The author of the popular and highly influential The Power of Maps, Wood has been a key figure in disseminating the idea that all maps reflect a certain and powerful subjectivity rather than represent an objective reality. The Power of Maps began as Wood’s curatorial vision for an exhibition at the Cooper Hewitt National Design Museum in 1992 and became a book in the same year (now in its tenth printing and translated into several languages). The exhibition was remounted the following year at the Smithsonian.
While The Power of Maps fueled a once heretical notion that has now transformed into the very premise for so much current creative and critical cartography, it is only one facet of Wood’s work.

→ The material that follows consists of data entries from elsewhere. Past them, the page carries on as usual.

// Consensus-critical. Changes require spec update + tests.
//! Difficulty retargeting for both block-production modes.
//!
//! PoW retargeting is a 24-block simple moving average over PoW blocks only;
//! Hive-mined blocks are skipped both at the tip and inside the window.
//! Hive retargeting averages the targets of recent Hive blocks and scales by
//! how many total blocks the window spans versus how many it should span.

use crate::difficulty::{bits_to_target, hash_meets_target, target_to_bits};
use crate::error::ConsensusError;
use lode_core::{ConsensusParams, Hash32};
use num_bigint::BigUint;
use num_traits::Zero;
use tracing::debug;

/// Number of PoW blocks averaged by the PoW retarget.
pub const POW_RETARGET_WINDOW: u64 = 24;

/// Window size for median-time-past.
pub const MTP_WINDOW: usize = 11;

/// Summary of one chain-indexed header, as consumed by the retarget walk.
#[derive(Clone, Copy, Debug, PartialEq, Eq)]
pub struct HeaderInfo {
    /// Block hash.
    pub hash: Hash32,
    /// Parent block hash.
    pub prev: Hash32,
    /// Height in the chain.
    pub height: u64,
    /// Header timestamp.
    pub time: u64,
    /// Compact difficulty bits.
    pub bits: u32,
    /// Header nonce (carries the Hive/Pop marker).
    pub nonce: u32,
}

impl HeaderInfo {
    /// Returns true if this header marks a Hive-mined block.
    pub fn is_hive_mined(&self, params: &ConsensusParams) -> bool {
        self.nonce == params.hive_nonce_marker
    }

    /// Returns true if this header marks a Pop-mined block.
    pub fn is_pop_mined(&self, params: &ConsensusParams) -> bool {
        self.nonce == params.pop_nonce_marker
    }
}

/// Read-only access to the header index of the active chain.
pub trait HeaderSource {
    /// Look up a header summary by block hash.
    fn header(&self, hash: &Hash32) -> Option<HeaderInfo>;
}

/// Walk to the parent, treating a missing parent as the end of the chain.
fn parent(source: &impl HeaderSource, h: &HeaderInfo) -> Option<HeaderInfo> {
    if h.height == 0 {
        return None;
    }
    source.header(&h.prev)
}

/// Compute the required compact target for the PoW block following `tip`.
///
/// `new_block_time` is the candidate header's timestamp; it only matters for
/// the testnet min-difficulty escape hatch.
pub fn next_work_required(
    source: &impl HeaderSource,
    tip: &Hash32,
    new_block_time: u64,
    params: &ConsensusParams,
) -> Result<u32, ConsensusError> {
    let mut last = source
        .header(tip)
        .ok_or(ConsensusError::UnknownBlock("retarget tip"))?;

    // Initial distribution runs at its own, much looser limit.
    if last.height < params.last_initial_distribution_height {
        return Ok(params.pow_limit_initial_bits);
    }

    // Testnet: drop to the limit when no block has arrived for ten spacings.
    if params.allow_min_difficulty_blocks
        && new_block_time > last.time + params.pow_target_spacing * 10
    {
        return Ok(params.pow_limit_bits);
    }

    let pow_limit = bits_to_target(params.pow_limit_bits)?;

    // Skip over Hive-mined blocks at the tip.
    while last.is_hive_mined(params) {
        match parent(source, &last) {
            Some(p) => last = p,
            None => return Ok(params.pow_limit_bits),
        }
    }

    // Average the previous POW_RETARGET_WINDOW PoW targets, dividing each
    // term to keep the accumulator well below 2^256.
    let mut cursor = last;
    let mut avg_target = BigUint::zero();
    for _ in 0..POW_RETARGET_WINDOW {
        while cursor.is_hive_mined(params) {
            match parent(source, &cursor) {
                Some(p) => cursor = p,
                None => return Ok(params.pow_limit_bits),
            }
        }
        avg_target += bits_to_target(cursor.bits)? / POW_RETARGET_WINDOW;
        match parent(source, &cursor) {
            Some(p) => cursor = p,
            None => return Ok(params.pow_limit_bits),
        }
    }

    let target_timespan = POW_RETARGET_WINDOW * params.pow_target_spacing;
    let mut actual_timespan = last.time.saturating_sub(cursor.time);
    actual_timespan = actual_timespan.clamp(target_timespan / 3, target_timespan * 3);

    let mut new_target = avg_target * actual_timespan / target_timespan;
    if new_target > pow_limit {
        new_target = pow_limit;
    }

    target_to_bits(&new_target)
}

/// Compute the required compact dwarf-hash target for a Hive block
/// following `tip`.
pub fn next_hive_work_required(
    source: &impl HeaderSource,
    tip: &Hash32,
    params: &ConsensusParams,
) -> Result<u32, ConsensusError> {
    let hive_limit = bits_to_target(params.pow_limit_hive_bits)?;

    let mut sum_target = BigUint::zero();
    let mut hive_blocks = 0u64;
    let mut total_blocks = 0u64;

    // Step back until the window holds enough Hive blocks or the chain
    // bottoms out.
    let mut cursor = source
        .header(tip)
        .ok_or(ConsensusError::UnknownBlock("hive retarget tip"))?;
    while hive_blocks < params.hive_difficulty_window
        && cursor.height >= params.min_hive_check_block
    {
        let Some(prev) = parent(source, &cursor) else {
            break;
        };
        if cursor.is_hive_mined(params) {
            sum_target += bits_to_target(cursor.bits)?;
            hive_blocks += 1;
        }
        total_blocks += 1;
        cursor = prev;
    }

    if hive_blocks == 0 {
        // Only happens while the chain is starting up.
        debug!("next_hive_work_required: no previous hive blocks found");
        return Ok(params.pow_limit_hive_bits);
    }

    let avg_target = sum_target / hive_blocks;

    let target_total_blocks = hive_blocks * params.hive_block_spacing_target;
    let mut new_target = avg_target * total_blocks / target_total_blocks;
    if new_target > hive_limit {
        new_target = hive_limit;
    }

    target_to_bits(&new_target)
}

/// Verify a PoW digest against claimed compact bits.
///
/// The range check uses the initial-distribution limit, the loosest target
/// any era of the chain permits.
pub fn check_proof_of_work(
    hash: &Hash32,
    bits: u32,
    params: &ConsensusParams,
) -> Result<(), ConsensusError> {
    let target = bits_to_target(bits)?;
    let loosest = bits_to_target(params.pow_limit_initial_bits)?;
    if target > loosest {
        return Err(ConsensusError::InvalidTarget);
    }
    if !hash_meets_target(hash.as_bytes(), &target) {
        return Err(ConsensusError::InsufficientPoW);
    }
    Ok(())
}

/// Compute Median-Time-Past over the last up-to-11 timestamps
/// (oldest-first slice).
pub fn median_time_past(timestamps: &[u64]) -> Option<u64> {
    if timestamps.is_empty() {
        return None;
    }
    let start = timestamps.len().saturating_sub(MTP_WINDOW);
    let mut buf: Vec<u64> = timestamps[start..].to_vec();
    buf.sort_unstable();
    let mid = buf.len() / 2;
    Some(buf[mid])
}

#[cfg(test)]
mod tests {
    use super::*;

    #[test]
    fn median_time_past_windowed() {
        let ts: Vec<u64> = (0..20).collect();
        let mtp = median_time_past(&ts).expect("mtp");
        assert_eq!(mtp, 14); // median of last 11 timestamps [9..19]
    }

    #[test]
    fn pow_check_boundary() {
        let params = lode_core::ConsensusParams::regtest();
        // All-zero digest always passes at the regtest limit.
        check_proof_of_work(&Hash32::zero(), params.pow_limit_bits, &params).expect("zero digest");

        // All-ones digest never passes.
        assert!(matches!(
            check_proof_of_work(&Hash32([0xff; 32]), params.pow_limit_bits, &params),
            Err(ConsensusError::InsufficientPoW)
        ));

        // Claiming a target looser than the loosest limit is rejected outright.
        assert!(matches!(
            check_proof_of_work(&Hash32::zero(), 0x2100_ffff, &params),
            Err(ConsensusError::InvalidTarget)
        ));
    }
}
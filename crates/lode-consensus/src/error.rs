//! Consensus error types.

use thiserror::Error;

/// Errors returned by consensus validation and difficulty conversion code.
#[derive(Debug, Error)]
pub enum ConsensusError {
    /// Invalid compact target encoding in `bits`.
    #[error("invalid compact target bits")]
    InvalidBits,

    /// Target decoded to zero or otherwise unusable.
    #[error("invalid difficulty target")]
    InvalidTarget,

    /// Proof-of-work hash did not meet the required target.
    #[error("insufficient proof of work")]
    InsufficientPoW,

    /// Header fields violated basic consensus constraints.
    #[error("invalid header: {0}")]
    InvalidHeader(&'static str),

    /// A referenced block or header was not found.
    #[error("unknown block: {0}")]
    UnknownBlock(&'static str),

    /// The Hive proof embedded in a coinbase failed validation.
    #[error("hive proof rejected: {0}")]
    HiveProof(&'static str),

    /// Core-layer failure (serialization, script parsing).
    #[error(transparent)]
    Core(#[from] lode_core::CoreError),
}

With wit, irreverance, and rigor, Wood has written numerous books that critique, investigate, and, ultimately, reorient his readers not only to the micro-spatial—our neighborhoods, homes, and bodies—but also to our own very human instinct to understand where we live through making maps.
At the very heart of Wood’s life-long investigations is a legendary endeavor: the Boylan Heights maps, now published in Everything Sings. For geographers and cartographers (who’ve talked about them, saw fleeting glimpses of a handful of them), these maps liberated the imagination from the confines of what a map should map and how it could map it. They were storied for their unconventionality, their style, and their substance. When Ira Glass interviewed Wood for This American Life, these maps—and the wondrously obsessive endeavor of making them—captured the imagination of thousands of listeners far beyond those specialized worlds. Selected maps from Everything Sings have been exhibited internationally, such as at the Tang Teaching Museum at Skidmore College, and reproduced in a variety of publications, including You Are Here: Personal Geographies and Other Maps of the Imagination by Katherine Harmon.
His other books include The Natures of Maps: Cartographic Constructions of the Natural World (University of Chicago, 2009) co-authored with John Fels, Rethinking the Power of Maps (Guilford, 2010) with Fels and John Krygier, Five Billion Years of Global Change: A History of the Land (Guilford, 2003), and Home Rules (John Hopkins University Press, 1994). He is currently at work with Joe Bryan on Weaponizing Maps, a genealogy of US Army mapping of indigenous populations where counter-insurgency military measures have been used for U.S. interests abroad.